United Launch Alliance (ULA) has been busy preparing for their upcoming December 20 launch of the Atlas V rocket that will launch Boeing’s Starliner capsule on the Orbital Flight Test to the International Space Station (ISS). The launch readiness review meeting was conducted as shown in the photo. The excitement and anticipation of the U.S. once again transporting the astronauts to and from the ISS is a long awaited goal that will be put to the test, although uncrewed, this Saturday.
The launch is planned for December 20, at 6:36 a.m. from Space Launch Complex-41 at Cape Canaveral Air Force Station.
The Atlas V rocket will deliver Boeing’s CST-100 Starliner spacecraft to a 98-nautical mile (nmi) sub-orbital trajectory. Following separation from the Atlas V, the Starliner engines will propel the spacecraft to its final orbit and on to the ISS.
The Atlas V Starliner configuration modified specifically for the Boeing CST-100 Starliner spacecraft does not include a payload fairing. Instead, the Starliner’s own protective surfaces take the place of the fairing to protect the uncrewed spacecraft during ascent. This is the inaugural flight of this configuration.
“We are bridging history as we prepare to launch astronauts again and the Orbital Flight Test is the first step in this process,” said Gary Wentz, ULA vice president of Government and Commercial Programs. “We are excited to fly this mission-unique Atlas V in support of Boeing’s Starliner and NASA’s Commercial Crew program.”
The Starliner is attached to the Atlas V using a launch vehicle adapter (LVA) that includes an aeroskirt to reduce aerodynamic loads on the vehicle. The Atlas V configuration for this mission is powered by dual Aerojet Rocketdyne RL10A-4-2 engines, each producing 22,600 lbs. of thrust. The Centaur also includes an Emergency Detection System (EDS) that monitors the health of the rocket throughout flight.
The Orbital Flight Test will be the 81st launch of the Atlas V and will mark ULA's 136th mission.
With more than a century of combined heritage, ULA is the world’s most experienced and reliable launch service provider. ULA has successfully delivered more than 130 satellites to orbit that provide Earth observation capabilities, enable global communications, unlock the mysteries of our solar system, and support life-saving technology.
The launch weather forecast for Friday's Atlas V Starliner launch has improved to an 80 percent chance of favorable conditions, according to the latest update from the 45th Weather Squadron at Cape Canaveral.

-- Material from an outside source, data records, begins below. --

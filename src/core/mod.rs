// Core algorithm exports
pub mod errors;
pub mod grouping;
pub mod mismatch;
pub mod preferences;
pub mod routing;

pub use errors::{RejectionReason, RouteAssignmentError, ValidationError};
pub use grouping::GroupFormer;
pub use mismatch::report_mismatches;
pub use preferences::{build_preference_graph, NameResolver};
pub use routing::{MeetingMatrix, RouteAssigner};
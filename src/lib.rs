//! Dinner Algo - group formation and route assignment for progressive dinner events
//!
//! This library provides the combinatorial core behind "running dinner"
//! events: it partitions registered participants into fixed-size cooking
//! groups that respect partner preferences, then assigns every group a
//! three-course route so that each group hosts one course, visits two
//! others, and no two groups share a table more often than necessary.
//!
//! Both engines are pure, synchronous computations over in-memory input;
//! persistence and notification of the results are the caller's concern.

pub mod config;
pub mod core;
pub mod models;

// Re-export commonly used types
pub use self::core::{
    build_preference_graph, report_mismatches, GroupFormer, RouteAssigner, RouteAssignmentError,
    ValidationError,
};
pub use models::{
    EventConfig, FormationResult, Group, MealType, Participant, PreferenceGraph,
    RegistrationStatus, Route, RoutingResult,
};

#[cfg(test)]
mod tests {
    use super::*;

    #[test]
    fn test_library_exports() {
        // Verify that the library exports work correctly
        let graph = build_preference_graph(&[]);
        assert!(graph.is_empty());
    }
}
// Criterion benchmarks for Dinner Algo

use chrono::{Duration, TimeZone, Utc};
use criterion::{black_box, criterion_group, criterion_main, BenchmarkId, Criterion};
use dinner_algo::core::{GroupFormer, RouteAssigner};
use dinner_algo::models::{
    EventConfig, MealSchedule, MealType, Participant, RegistrationStatus, TimeWindow,
};
use rand::rngs::StdRng;
use rand::SeedableRng;

fn create_event_config() -> EventConfig {
    let window = |hour| TimeWindow {
        start_time: Utc.with_ymd_and_hms(2026, 9, 12, hour, 0, 0).unwrap(),
        end_time: Utc.with_ymd_and_hms(2026, 9, 12, hour + 1, 30, 0).unwrap(),
    };
    EventConfig {
        preferred_group_size: 3,
        meal_times: MealSchedule {
            starter: window(18),
            main_course: window(20),
            dessert: window(22),
        },
        after_party: None,
    }
}

fn create_roster(count: u64) -> Vec<Participant> {
    (1..=count)
        .map(|id| Participant {
            id,
            email: format!("p{id}@example.com"),
            name: format!("Person {id}"),
            status: RegistrationStatus::Active,
            registered_at: Utc.with_ymd_and_hms(2026, 8, 1, 12, 0, 0).unwrap()
                + Duration::minutes(id as i64),
            meal_preference: match id % 4 {
                0 => Some(MealType::Starter),
                1 => Some(MealType::MainCourse),
                _ => None,
            },
            partner_preference: if id % 6 == 0 {
                Some(format!("p{}@example.com", id - 1))
            } else {
                None
            },
        })
        .collect()
}

fn bench_form_groups(c: &mut Criterion) {
    let config = create_event_config();
    let former = GroupFormer::with_default_settings();

    let mut group = c.benchmark_group("form_groups");
    for &count in &[36u64, 90] {
        let roster = create_roster(count);
        group.bench_with_input(BenchmarkId::from_parameter(count), &roster, |b, roster| {
            b.iter(|| {
                let mut rng = StdRng::seed_from_u64(42);
                former.form_groups(black_box(&config), black_box(roster), &mut rng)
            });
        });
    }
    group.finish();
}

fn bench_assign_routes(c: &mut Criterion) {
    let config = create_event_config();
    let former = GroupFormer::with_default_settings();
    let assigner = RouteAssigner::with_default_settings();

    let mut group = c.benchmark_group("assign_routes");
    for &count in &[27u64, 54] {
        let mut rng = StdRng::seed_from_u64(42);
        let formation = former
            .form_groups(&config, &create_roster(count), &mut rng)
            .expect("roster forms groups");
        group.bench_with_input(
            BenchmarkId::from_parameter(formation.groups.len()),
            &formation.groups,
            |b, groups| {
                b.iter(|| {
                    let mut rng = StdRng::seed_from_u64(7);
                    assigner.assign_routes(black_box(&config), black_box(groups), &mut rng)
                });
            },
        );
    }
    group.finish();
}

criterion_group!(benches, bench_form_groups, bench_assign_routes);
criterion_main!(benches);
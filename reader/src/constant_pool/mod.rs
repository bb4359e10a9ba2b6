//! Constant pool, decoded into one table per constant kind.
//!
//! Ref: <https://docs.oracle.com/javase/specs/jvms/se21/html/jvms-4.html#jvms-4.4>

use std::{fmt, sync::Arc};

use cesu8::from_java_cesu8;
use snafu::OptionExt;

use crate::base::{error::*, ByteSource, U1, U2, U4};
use crate::tables::{
    column::describe, Cell, Column, ColumnType, Reference, Row, Table, TableError, Tables,
    TypedTable, Value,
};

pub mod rows;

pub use rows::*;

/// Reference to a constant pool entry.
///
/// Rows of the pool are registered under their constant pool index, so the
/// transparent index of a reference is the constant pool index itself.
pub type ConstantReference = Reference<ConstantTag>;

/// Tag of a constant pool entry, selecting its table.
#[derive(Debug, Clone, Copy, PartialEq, Eq, Hash, PartialOrd, Ord)]
#[repr(u8)]
pub enum ConstantTag {
    Utf8 = 1,
    Integer = 3,
    Float = 4,
    Long = 5,
    Double = 6,
    Class = 7,
    String = 8,
    Fieldref = 9,
    Methodref = 10,
    InterfaceMethodref = 11,
    NameAndType = 12,
    MethodHandle = 15,
    MethodType = 16,
    Dynamic = 17,
    InvokeDynamic = 18,
    Module = 19,
    Package = 20,
}

impl ConstantTag {
    pub const ALL: [ConstantTag; 17] = [
        ConstantTag::Utf8,
        ConstantTag::Integer,
        ConstantTag::Float,
        ConstantTag::Long,
        ConstantTag::Double,
        ConstantTag::Class,
        ConstantTag::String,
        ConstantTag::Fieldref,
        ConstantTag::Methodref,
        ConstantTag::InterfaceMethodref,
        ConstantTag::NameAndType,
        ConstantTag::MethodHandle,
        ConstantTag::MethodType,
        ConstantTag::Dynamic,
        ConstantTag::InvokeDynamic,
        ConstantTag::Module,
        ConstantTag::Package,
    ];

    /// Whether the constant takes two slots of the pool.
    ///
    /// The slot following a `Long` or a `Double` is unusable and has no row.
    pub fn is_wide(&self) -> bool {
        matches!(self, ConstantTag::Long | ConstantTag::Double)
    }

    /// Column types and names of the entries of this kind.
    pub fn layout(&self) -> (&'static [ColumnType], &'static [&'static str]) {
        use ColumnType::*;
        match self {
            ConstantTag::Utf8 => (&[Utf8String], &["bytes"]),
            ConstantTag::Integer | ConstantTag::Float => (&[UInt32], &["bytes"]),
            ConstantTag::Long | ConstantTag::Double => {
                (&[UInt32, UInt32], &["high_bytes", "low_bytes"])
            }
            ConstantTag::Class | ConstantTag::Module | ConstantTag::Package => {
                (&[UInt16], &["name_index"])
            }
            ConstantTag::String => (&[UInt16], &["string_index"]),
            ConstantTag::Fieldref | ConstantTag::Methodref | ConstantTag::InterfaceMethodref => {
                (&[UInt16, UInt16], &["class_index", "name_and_type_index"])
            }
            ConstantTag::NameAndType => (&[UInt16, UInt16], &["name_index", "descriptor_index"]),
            ConstantTag::MethodHandle => (&[Byte, UInt16], &["reference_kind", "reference_index"]),
            ConstantTag::MethodType => (&[UInt16], &["descriptor_index"]),
            ConstantTag::Dynamic | ConstantTag::InvokeDynamic => (
                &[UInt16, UInt16],
                &["bootstrap_method_attr_index", "name_and_type_index"],
            ),
        }
    }
}
use std::{path::PathBuf, process::exit};

use clap::Parser;
use pretty_env_logger::env_logger::Env;
use reader::ClassFile;

mod dump;

#[derive(Parser, Debug)]
#[clap(name = "classdump", version, author, about)]
pub struct Opts {
    /// Dump every constant pool entry
    #[clap(long)]
    pub constants: bool,

    /// Dump every row of the attribute tables
    #[clap(long)]
    pub attributes: bool,

    /// Log the decoding steps (repeat for more details)
    #[clap(short, long, action = clap::ArgAction::Count)]
    pub verbose: u8,

    /// The class files to dump
    #[clap(required = true)]
    pub files: Vec<PathBuf>,
}

fn main() {
    let opts: Opts = Opts::parse();
    let filter = match opts.verbose {
        0 => "warn",
        1 => "info,reader=debug",
        _ => "info,reader=trace",
    };
    pretty_env_logger::formatted_builder()
        .parse_env(Env::default().default_filter_or(filter))
        .init();

    let mut failures = 0;
    for path in opts.files.iter() {
        log::info!("Reading class file: {}", path.display());
        let class = match ClassFile::open(path) {
            Ok(class) => class,
            Err(e) => {
                log::error!("Error reading {}, cause:\n{}", path.display(), e);
                failures += 1;
                continue;
            }
        };
        if let Err(e) = dump::dump(&class, &opts) {
            log::error!("Error dumping {}, cause:\n{}", path.display(), e);
            failures += 1;
        }
    }
    if failures > 0 {
        log::error!("{} of {} files failed.", failures, opts.files.len());
        exit(-1);
    }
    exit(0);
}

"From Thursday into Saturday, the pressure gradient remains tight, with strong high pressure over the Mid-Atlantic and low pressure over Cuba. Winds at the Cape are expected to gust near 22 knots, shifting from the north-northeast on Thu to east on Friday into Saturday," Launch Weather Officer Jessica Williams said today.
"With sustained onshore flow through Saturday, cumulus clouds are expected to be moving onshore with a slight chance of a brief shower. Any shower in the vicinity has the potential to produce a temporary wind gust near 30 knots with the moderate gradient already in place.
"Therefore, the primary concerns for launch day are the Cumulus Cloud Rule and User Ground Winds."
The operations forecast for the 6:36 a.m. EST (1136 UTC) liftoff time includes scattered clouds, good visibility, easterly winds 18 peaking to 22 knots and a temperature near 63 degrees F.
"Similar conditions are expected Saturday with slightly higher moisture and wind speeds, so the chance for showers and the POV is increased," Williams said.
The odds of acceptable weather on Saturday morning are 70 percent with the primary concerns also being cumulus clouds and ground winds.